Интересно, что примерно в то самое время я дебютировал и в другом профессиональном «цехе». На каком-то из заседаний МАДа, где читали «Озеро Люль», присутствовал известный театральный критик Николай Ефимович Эфрос. Он представлял собой что-то вроде главного и почетного литературного консультанта кинофабрики «Межрабпом-Русь». «Головку» ее составляли М. Алейников, Ф. Оцеп и Ю. Желябужский, а вскоре приехал из-за границы и присоединился к ним Я. Протазанов, с именем которого связаны многие блестящие победы советского киноискусства двадцатых-тридцатых годов. Первые шаги в кинематографе делал и молодой Ю. Райзман (в частности, ассистировал Протазанову).
Н. Эфросу, по его словам, моя пьеса понравилась динамичностью и сложным построением сюжета, и он заметил:
— Вас надо завербовать, вы очень подходите для кино!
И я действительно начал работать штатным сотрудником по сценарному делу: сочинял сценарии сам и консультировал поступающие. В те годы мы вместе с Ф. Оцепом написали сценарий «Аэлита» по роману А. Н. Толстого, поставленный Я. Протазановым, и комедию «Папиросница от Моссельпрома», режиссером которой был Ю. Желябужский. В обоих фильмах главные роли исполняла молодая и очень красивая Юлия Солнцева.
<...>
А тут у меня произошла еще одна очень странная и для меня неожиданная стычка с Мейерхольдом.
В то время на экранах появилась новая кинокомедия — «Папиросница от Моссельпрома», сценарий которой написал я совместно с Ф. Оцепом. Главную роль папиросницы Зины Весениной играла Ю. Солнцева, незадолго перед тем снимавшаяся в «Аэлите».

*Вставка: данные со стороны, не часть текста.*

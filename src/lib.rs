//! # Waymark
//!
//! Marker-annotated conversation memory.
//!
//! Waymark parses a compact inline annotation language out of conversation
//! text, detects the decisions, questions, blockers and breakthroughs it
//! contains, stores the result, and retrieves it later through a cascade of
//! progressively looser search strategies.
//!
//! ## Features
//!
//! - Marker parser for states, contexts, patterns, branches and social layers
//! - Semantic anchor detection with confidence scoring and relationship linking
//! - Classification facets for typed filtering
//! - Five-layer retrieval cascade with token budgets and miss suggestions
//! - JSON tool envelope that never leaks an `Err`
//!
//! ## Example
//!
//! ```rust
//! use std::sync::Arc;
//! use waymark::{CheckpointRequest, CheckpointService, InMemoryStore, RetrievalEngine, RetrievalRequest};
//!
//! let store = Arc::new(InMemoryStore::new());
//! let checkpoints = CheckpointService::new(store.clone());
//! let saved = checkpoints
//!     .save(CheckpointRequest::new("We decided to use PostgreSQL. [context:storage]"))
//!     .unwrap();
//! assert_eq!(saved.anchors.len(), 1);
//!
//! let engine = RetrievalEngine::new(store);
//! let result = engine.search(&RetrievalRequest::new("postgresql")).unwrap();
//! assert_eq!(result.entries.len(), 1);
//! ```

#![deny(clippy::all)]
#![warn(clippy::pedantic)]
#![warn(clippy::nursery)]
#![warn(missing_docs)]
#![forbid(unsafe_code)]
#![allow(clippy::multiple_crate_versions)]

use thiserror::Error as ThisError;

pub mod anchors;
pub mod config;
pub mod facets;
pub mod models;
pub mod observability;
pub mod parser;
pub mod retrieval;
pub mod services;
pub mod storage;
pub mod tools;

pub use anchors::{AnchorConfig, AnchorDetector};
pub use config::WaymarkConfig;
pub use models::{
    AnchorType, CheckpointRequest, CheckpointResult, ConversationEntry, EntryId, ParsedDocument,
    RetrievalRequest, RetrievalResult, SearchCriteria, SearchOutcome, SearchStrategy,
    SemanticAnchor,
};
pub use parser::parse;
pub use retrieval::RetrievalEngine;
pub use services::{AnchorFilter, AnchorQuery, CheckpointService};
pub use storage::{ConversationStore, FilesystemStore, InMemoryStore};
pub use tools::{ToolRegistry, ToolResponse};

/// Error type for waymark operations.
///
/// Malformed markers are not errors; they are reported as
/// [`ParseError`](models::ParseError) data on the parsed document.
///
/// # Error Variant Triggers
///
/// | Variant | Raised When |
/// |---------|-------------|
/// | `InvalidInput` | Empty checkpoint content, unknown anchor type, bad config values |
/// | `NotFound` | Loading an entry id the store does not hold |
/// | `OperationFailed` | Filesystem I/O, JSON encoding, poisoned locks, logging setup |
#[derive(Debug, ThisError)]
pub enum Error {
    /// Invalid input was provided.
    #[error("invalid input: {0}")]
    InvalidInput(String),

    /// The requested entry does not exist.
    #[error("not found: {0}")]
    NotFound(String),

    /// An operation failed.
    ///
    /// Raised when:
    /// - Entry files cannot be read, written or decoded
    /// - A store lock is poisoned
    /// - The config file cannot be read or parsed
    #[error("operation '{operation}' failed: {cause}")]
    OperationFailed {
        /// The operation that failed.
        operation: String,
        /// The underlying cause.
        cause: String,
    },
}

/// Result type alias for waymark operations.
pub type Result<T> = std::result::Result<T, Error>;
//! Retrieval request, filter and result types.

use super::{AnchorType, ClassificationFacets, ConversationEntry, EntryId, SemanticAnchor};
use chrono::{DateTime, Utc};
use serde::{Deserialize, Serialize};
use std::fmt;

/// Default token budget for a retrieval call.
pub const DEFAULT_MAX_TOKENS: usize = 4000;

/// One step of the fallback cascade, in the order they are attempted.
#[derive(Debug, Clone, Copy, PartialEq, Eq, Hash, Serialize, Deserialize)]
#[serde(rename_all = "snake_case")]
pub enum SearchStrategy {
    /// Every query token is a substring of body + summary.
    Content,
    /// Query tokens hit classification facets.
    Facet,
    /// Query tokens hit anchor text or an anchor-type keyword.
    Anchor,
    /// Query tokens map to a cognitive state the entry carries.
    State,
    /// Query and a context value contain one another.
    Context,
}

impl SearchStrategy {
    /// The fixed cascade order.
    pub const CASCADE: [Self; 5] = [
        Self::Content,
        Self::Facet,
        Self::Anchor,
        Self::State,
        Self::Context,
    ];

    /// Returns the strategy as a string slice.
    #[must_use]
    pub const fn as_str(&self) -> &'static str {
        match self {
            Self::Content => "content",
            Self::Facet => "facet",
            Self::Anchor => "anchor",
            Self::State => "state",
            Self::Context => "context",
        }
    }
}

impl fmt::Display for SearchStrategy {
    fn fmt(&self, f: &mut fmt::Formatter<'_>) -> fmt::Result {
        f.write_str(self.as_str())
    }
}

/// Inclusive time window.
#[derive(Debug, Clone, Copy, PartialEq, Eq, Serialize, Deserialize)]
pub struct TimeRange {
    /// Earliest timestamp.
    pub start: DateTime<Utc>,
    /// Latest timestamp.
    pub end: DateTime<Utc>,
}

impl TimeRange {
    /// Creates a new time range.
    #[must_use]
    pub const fn new(start: DateTime<Utc>, end: DateTime<Utc>) -> Self {
        Self { start, end }
    }

    /// Returns true if `ts` lies within the window.
    #[must_use]
    pub fn contains(&self, ts: DateTime<Utc>) -> bool {
        self.start <= ts && ts <= self.end
    }
}

/// Classification facet filter.
///
/// Any-of within a dimension, AND across dimensions. An entry with no values
/// for a filtered dimension never matches it.
#[derive(Debug, Clone, Default, PartialEq, Eq, Serialize, Deserialize)]
pub struct FacetFilter {
    /// Accepted content types.
    #[serde(default)]
    pub types: Vec<String>,
    /// Accepted insight kinds.
    #[serde(default)]
    pub insights: Vec<String>,
    /// Accepted levels.
    #[serde(default)]
    pub levels: Vec<String>,
    /// Accepted patterns.
    #[serde(default)]
    pub patterns: Vec<String>,
    /// Accepted sources.
    #[serde(default)]
    pub sources: Vec<String>,
}

impl FacetFilter {
    /// Returns true if no dimension is filtered.
    #[must_use]
    pub fn is_empty(&self) -> bool {
        self.types.is_empty()
            && self.insights.is_empty()
            && self.levels.is_empty()
            && self.patterns.is_empty()
            && self.sources.is_empty()
    }

    /// Returns true if `facets` satisfies every filtered dimension.
    #[must_use]
    pub fn matches(&self, facets: &ClassificationFacets) -> bool {
        fn any_of(values: &[String], accepted: &[String]) -> bool {
            accepted.is_empty() || values.iter().any(|v| accepted.contains(v))
        }

        any_of(&facets.types, &self.types)
            && any_of(&facets.insights, &self.insights)
            && any_of(&facets.levels, &self.levels)
            && any_of(&facets.patterns, &self.patterns)
            && any_of(&facets.sources, &self.sources)
    }
}

/// Structured filter criteria applied before any free-text matching.
#[derive(Debug, Clone, Default, PartialEq, Serialize, Deserialize)]
pub struct SearchCriteria {
    /// Time window.
    #[serde(default, skip_serializing_if = "Option::is_none")]
    pub time_range: Option<TimeRange>,
    /// Accepted context values.
    #[serde(default)]
    pub contexts: Vec<String>,
    /// Accepted simple state values.
    #[serde(default)]
    pub states: Vec<String>,
    /// Accepted anchor types.
    #[serde(default)]
    pub anchor_types: Vec<AnchorType>,
    /// Classification facet filter.
    #[serde(default)]
    pub facets: FacetFilter,
}

impl SearchCriteria {
    /// Creates empty criteria (matches all).
    #[must_use]
    pub fn new() -> Self {
        Self::default()
    }

    /// Restricts to a time window.
    #[must_use]
    pub const fn with_time_range(mut self, range: TimeRange) -> Self {
        self.time_range = Some(range);
        self
    }

    /// Adds a context filter.
    #[must_use]
    pub fn with_context(mut self, context: impl Into<String>) -> Self {
        self.contexts.push(context.into());
        self
    }

    /// Adds a state filter.
    #[must_use]
    pub fn with_state(mut self, state: impl Into<String>) -> Self {
        self.states.push(state.into());
        self
    }

    /// Adds an anchor type filter.
    #[must_use]
    pub fn with_anchor_type(mut self, anchor_type: AnchorType) -> Self {
        self.anchor_types.push(anchor_type);
        self
    }

    /// Sets the facet filter.
    #[must_use]
    pub fn with_facets(mut self, facets: FacetFilter) -> Self {
        self.facets = facets;
        self
    }

    /// Returns true if no dimension is filtered.
    #[must_use]
    pub fn is_empty(&self) -> bool {
        self.time_range.is_none()
            && self.contexts.is_empty()
            && self.states.is_empty()
            && self.anchor_types.is_empty()
            && self.facets.is_empty()
    }

    /// Returns true if `entry` passes every filtered dimension.
    #[must_use]
    pub fn matches(&self, entry: &ConversationEntry) -> bool {
        if let Some(range) = &self.time_range {
            if !range.contains(entry.timestamp) {
                return false;
            }
        }
        if !self.contexts.is_empty() && !self.contexts.iter().any(|c| entry.has_context(c)) {
            return false;
        }
        if !self.states.is_empty() && !self.states.iter().any(|s| entry.has_state(s)) {
            return false;
        }
        if !self.anchor_types.is_empty()
            && !entry
                .anchors
                .iter()
                .any(|a| self.anchor_types.contains(&a.anchor_type))
        {
            return false;
        }
        self.facets.matches(&entry.facets)
    }
}

/// A retrieval call.
#[derive(Debug, Clone, PartialEq, Serialize, Deserialize)]
pub struct RetrievalRequest {
    /// Optional free-text query.
    #[serde(default, skip_serializing_if = "Option::is_none")]
    pub query: Option<String>,
    /// Structured filters.
    #[serde(default)]
    pub filters: SearchCriteria,
    /// Approximate word budget.
    #[serde(default = "default_max_tokens")]
    pub max_tokens: usize,
    /// Omit entry bodies from the result.
    #[serde(default)]
    pub anchors_only: bool,
}

const fn default_max_tokens() -> usize {
    DEFAULT_MAX_TOKENS
}

impl Default for RetrievalRequest {
    fn default() -> Self {
        Self {
            query: None,
            filters: SearchCriteria::default(),
            max_tokens: DEFAULT_MAX_TOKENS,
            anchors_only: false,
        }
    }
}

impl RetrievalRequest {
    /// Creates a request for a free-text query.
    #[must_use]
    pub fn new(query: impl Into<String>) -> Self {
        Self {
            query: Some(query.into()),
            ..Self::default()
        }
    }

    /// Sets the filters.
    #[must_use]
    pub fn with_filters(mut self, filters: SearchCriteria) -> Self {
        self.filters = filters;
        self
    }

    /// Sets the token budget.
    #[must_use]
    pub const fn with_max_tokens(mut self, max_tokens: usize) -> Self {
        self.max_tokens = max_tokens;
        self
    }

    /// Omits entry bodies.
    #[must_use]
    pub const fn anchors_only(mut self, anchors_only: bool) -> Self {
        self.anchors_only = anchors_only;
        self
    }

    /// Returns the trimmed query, if it is non-blank.
    #[must_use]
    pub fn effective_query(&self) -> Option<&str> {
        self.query
            .as_deref()
            .map(str::trim)
            .filter(|q| !q.is_empty())
    }
}

/// One entry in a shaped result.
#[derive(Debug, Clone, PartialEq, Serialize, Deserialize)]
pub struct RetrievedEntry {
    /// Entry identifier.
    pub entry_id: EntryId,
    /// When the entry was saved.
    pub timestamp: DateTime<Utc>,
    /// Body, possibly truncated; `None` when only anchors were requested.
    #[serde(default, skip_serializing_if = "Option::is_none")]
    pub content: Option<String>,
    /// Entry summary.
    #[serde(default, skip_serializing_if = "Option::is_none")]
    pub summary: Option<String>,
    /// Entry tags.
    #[serde(default)]
    pub tags: Vec<String>,
    /// Entry anchors.
    #[serde(default)]
    pub anchors: Vec<SemanticAnchor>,
    /// Tokens charged against the budget.
    pub tokens: usize,
    /// True if the body was cut to fit the budget.
    #[serde(default)]
    pub truncated: bool,
}

/// Distinct filter values present in the store.
#[derive(Debug, Clone, Default, PartialEq, Eq, Serialize, Deserialize)]
pub struct AvailableFilters {
    /// Context values, sorted.
    pub contexts: Vec<String>,
    /// Simple state values, sorted.
    pub states: Vec<String>,
    /// Anchor types present, sorted.
    pub anchor_types: Vec<AnchorType>,
    /// Classification facet values, sorted per dimension.
    pub facets: ClassificationFacets,
}

/// How a retrieval call resolved.
#[derive(Debug, Clone, PartialEq, Eq, Serialize, Deserialize)]
#[serde(tag = "outcome", rename_all = "snake_case")]
pub enum SearchOutcome {
    /// A cascade strategy produced results.
    Matched {
        /// The strategy that satisfied the query.
        strategy: SearchStrategy,
        /// Set when the satisfying strategy was not the first one tried.
        #[serde(default, skip_serializing_if = "Option::is_none")]
        fallback: Option<SearchStrategy>,
    },
    /// No query was given; the filtered pool was returned.
    Unqueried,
    /// Nothing matched.
    NoMatch {
        /// Filter values the caller could try.
        available_filters: AvailableFilters,
        /// At most two prioritised hints.
        suggestions: Vec<String>,
    },
}

/// Timing and cascade bookkeeping for one call.
#[derive(Debug, Clone, Default, PartialEq, Eq, Serialize, Deserialize)]
pub struct SearchMetrics {
    /// Entries in the whole store when the call started.
    pub candidates_evaluated: usize,
    /// Strategies attempted, in order.
    pub strategies_used: Vec<SearchStrategy>,
    /// Wall-clock time in milliseconds.
    pub time_ms: u64,
}

/// A follow-on tool call the caller may want to make.
#[derive(Debug, Clone, PartialEq, Serialize, Deserialize)]
pub struct ToolSuggestion {
    /// Tool name.
    pub tool: String,
    /// Suggested arguments.
    pub args: serde_json::Value,
    /// Why it is suggested.
    pub reason: String,
}

/// The response of a retrieval call.
#[derive(Debug, Clone, PartialEq, Serialize, Deserialize)]
pub struct RetrievalResult {
    /// Shaped entries, newest first.
    pub entries: Vec<RetrievedEntry>,
    /// Tokens consumed; never more than the budget.
    pub total_tokens: usize,
    /// The query as given.
    #[serde(default, skip_serializing_if = "Option::is_none")]
    pub query: Option<String>,
    /// Which branch the call took.
    #[serde(flatten)]
    pub outcome: SearchOutcome,
    /// Cascade bookkeeping.
    pub metrics: SearchMetrics,
    /// Follow-on tool calls.
    #[serde(default)]
    pub tool_suggestions: Vec<ToolSuggestion>,
    /// Related search terms.
    #[serde(default)]
    pub related_searches: Vec<String>,
}

impl RetrievalResult {
    /// Returns the strategy that satisfied the query, if any.
    #[must_use]
    pub const fn search_strategy(&self) -> Option<SearchStrategy> {
        match &self.outcome {
            SearchOutcome::Matched { strategy, .. } => Some(*strategy),
            _ => None,
        }
    }

    /// Returns the miss suggestions, if the call matched nothing.
    #[must_use]
    pub fn suggestions(&self) -> &[String] {
        match &self.outcome {
            SearchOutcome::NoMatch { suggestions, .. } => suggestions,
            _ => &[],
        }
    }

    /// Returns true if no entries were returned.
    #[must_use]
    pub fn is_empty(&self) -> bool {
        self.entries.is_empty()
    }
}

#[cfg(test)]
mod tests {
    use super::*;
    use crate::models::ParsedDocument;
    use chrono::TimeZone;

    fn entry_at(secs: i64) -> ConversationEntry {
        ConversationEntry {
            id: EntryId::new("e"),
            timestamp: Utc.timestamp_opt(secs, 0).unwrap(),
            content: String::new(),
            document: ParsedDocument::default(),
            anchors: Vec::new(),
            facets: ClassificationFacets::default(),
            tags: Vec::new(),
            summary: None,
        }
    }

    #[test]
    fn test_time_range_is_inclusive() {
        let range = TimeRange::new(
            Utc.timestamp_opt(100, 0).unwrap(),
            Utc.timestamp_opt(200, 0).unwrap(),
        );
        let criteria = SearchCriteria::new().with_time_range(range);
        assert!(criteria.matches(&entry_at(100)));
        assert!(criteria.matches(&entry_at(200)));
        assert!(!criteria.matches(&entry_at(201)));
    }

    #[test]
    fn test_facet_filter_requires_values() {
        let filter = FacetFilter {
            types: vec!["observation".to_string()],
            ..FacetFilter::default()
        };
        assert!(!filter.matches(&ClassificationFacets::default()));
        let facets = ClassificationFacets {
            types: vec!["analysis".to_string(), "observation".to_string()],
            ..ClassificationFacets::default()
        };
        assert!(filter.matches(&facets));
        assert!(FacetFilter::default().matches(&ClassificationFacets::default()));
    }

    #[test]
    fn test_effective_query_ignores_blank() {
        assert_eq!(RetrievalRequest::new("   ").effective_query(), None);
        assert_eq!(
            RetrievalRequest::new(" rust ").effective_query(),
            Some("rust")
        );
        assert_eq!(RetrievalRequest::default().max_tokens, DEFAULT_MAX_TOKENS);
    }

    #[test]
    fn test_outcome_serializes_tagged() {
        let outcome = SearchOutcome::Matched {
            strategy: SearchStrategy::State,
            fallback: Some(SearchStrategy::State),
        };
        let json = serde_json::to_value(&outcome).unwrap();
        assert_eq!(json["outcome"], "matched");
        assert_eq!(json["strategy"], "state");
    }
}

И вот как-то звонит телефон, и я слышу в трубке бархатный тембр мейерхольдовского баритона. Но в этом бархате таилось что-то зловещее:
— Это вы сочинили «Папиросницу от Моссельпрома»?
— Да... Мы с Оцепом.
— Его я не знаю. Я знаю вас.
— Да. И что же?
— А то, что вы позволили себе неуместную и дерзкую выходку.
— То есть?
— Вам известно, что Зинаида Николаевна была женой поэта Есенина?
— Да... Но какое...
— А такое, что вы назвали эту вашу... продавщицу Зиной Весениной с явным намеком и грубым выпадом против Зинаиды Николаевны, против... нас.
Я совершенно опешил. Я никак не мог связать одно с другим, и обвинение Всеволода Эмильевича показалось мне не только обидным, но и смехотворным. Я стал уверять его, что мне и в голову не могло прийти ничего подобного, что даже сейчас я с трудом улавливаю это случайное и отдаленное совпадение, и так далее в том же духе. Мейерхольд слушал внимательно молча, и потом спросил в уже более смягченном тоне:
— А какие вы думаете принять меры?
— Какие же меры, Всеволод Эмильевич?! На фабрике уже не будут менять титры. Картина идет не первый день. Я готов извиниться перед Зинаидой Николаевной, хотя мне кажется все-таки, что ваше болезненное воображение...
— Какое у меня воображение — судить не вам, а Зинаиде Николаевне не напоминайте больше про эту историю. Вы достаточно истрепали ей нервы. Я объясню сам. А вы придете на премьеру?
— Дда!.. — ответил я дрогнувшим голосом.
— До свидания! — В трубке щелкнуло, и голос замолк.

Файко А. Записки старого театральщика. М.: Искусство, 1978. C. 174-207.